Edi juga menyampaikan sisa pakan yang dimasukan dalam outlet atau saluran yang menuju Ipal atau kondisinya jernih dan jika terlihat keruh hitam merupakan lumpur sisa budidaya, selain itu uji laboratorium secara berkala terhadap Ipal telah dilampaui sejauh ini oleh pihak perusahaan sebagai pembuktian kelayakan kepada Dinas Lingkungan Hidup Lumajang enam bulan sekali
“Meski jika dinilai kurang ideal namun kami sudah mendekati batas ambang mutu, jujur limbah ini limbah organik dan tidak ada kimia karena sisa budidaya seperti limbah sapi yang juga bermanfaat pada tanaman, Dalam limbah tambak Udang tidak adanya kandungan kimia dan kaporit hanya untuk menetralkan bakteri itupun tidak di buang kemudian di masukkan Bibit udang, ” Jelasnya
Lanjutnya , “Intinya kita budidaya ramah lingkungan masyarakat tidak perlu kawatir terkait kondisi lingkungan, dan kita tidak meremehkan masyarakat sejauh ini dan akan berupaya memenuhi kebutuhan yang diinginkan masyarakat secara teknis internal perusahaan dengan upaya menyempurnakan ketika adanya masukan, kritikan dari masyarakat sesuai kemampuan kami,”Jelasnya.
Sementara itu Ketua Himpunan Petani Pemakai Air (HIPPA) Kecamatan Wotgalih Lumajang Ali Ridho ketika dikonfirmasi RRI di Rumahnya mengatakan pihaknya belum lama ini juga telah melaporkan hasil demo kemarin ke DPRD Lumajang jika warga Wotgalih Yosowilangun Lumajang menuntut terhadap perusahaan PT Bumi Subur untuk melakukan revitalisasi sungai atau mengembalikan posisi sungai sesuai bentuk semula yang kedua pengolahan IPAL 30 % dari luasan tambak dan ketiga akses warga ke laut.

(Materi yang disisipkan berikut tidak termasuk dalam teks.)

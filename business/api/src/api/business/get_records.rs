use std::sync::Arc;

use pb::business::{GetRecordsRequest, GetRecordsResponse};

use crate::api::errors::StoreResultExt;
use crate::api::utils::pagination::Page;
use crate::api::utils::{ApiRequest, Identity};
use crate::database::BusinessRecord;
use crate::global::ApiGlobal;
use crate::store::RecordQuery;

fn filter(value: &str) -> Option<String> {
	(!value.is_empty()).then(|| value.to_string())
}

#[async_trait::async_trait]
impl ApiRequest<GetRecordsResponse> for tonic::Request<GetRecordsRequest> {
	async fn process<G: ApiGlobal>(
		&self,
		global: &Arc<G>,
		identity: &Identity,
	) -> tonic::Result<tonic::Response<GetRecordsResponse>> {
		let req = self.get_ref();
		let user_id = identity.resolve_user_id(&req.user_id)?;

		tracing::info!(user_id = %user_id, "get records");

		let page = Page::new(req.page, req.limit)?;

		let store = global.record_store();

		let records = store
			.find(&RecordQuery {
				user_id: user_id.clone(),
				category: filter(&req.category),
				status: filter(&req.status),
				limit: i64::from(page.limit),
				offset: page.offset(),
				newest_first: true,
			})
			.await
			.into_status("fetch records")?;

		// counts every live record of the user, the category and status
		// filters are not applied
		let total = store.count(&user_id).await.into_status("count records")?;

		Ok(tonic::Response::new(GetRecordsResponse {
			success: true,
			data: records.into_iter().map(BusinessRecord::into_proto).collect(),
			total,
			page: page.page,
			limit: page.limit,
		}))
	}
}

Sejumlah wilayah pertanian milik warga yang terdampak akibat kondisi sungai disekitar tambak yakni pertanian pada wilayah Kunir, Darungan, Kraton dan warga Wotgalih itu sendiri, dengan luasan lahan ratusan hektar yang terbagi dari lahan perpajakan dan lahan pertanian milik pemerintah yang dikelola oleh petani.
Warga juga menuntut pembuangan limbah melalui proses Ipal yang benar harus dilakukan oleh perusahaan agar tidak merusak lingkungan dan ekosistem yang ada sehingga merugikan warga karena ipal ideal dan secara aturan 30 persen dari total luasan lahan yang ada dan kondisi perusahaan tersebut Ipal yang ada tidak ada satu persen dari total tambak selama ini perlu adanya kajian mendalam dan dihentikan jika menyalahi aturan.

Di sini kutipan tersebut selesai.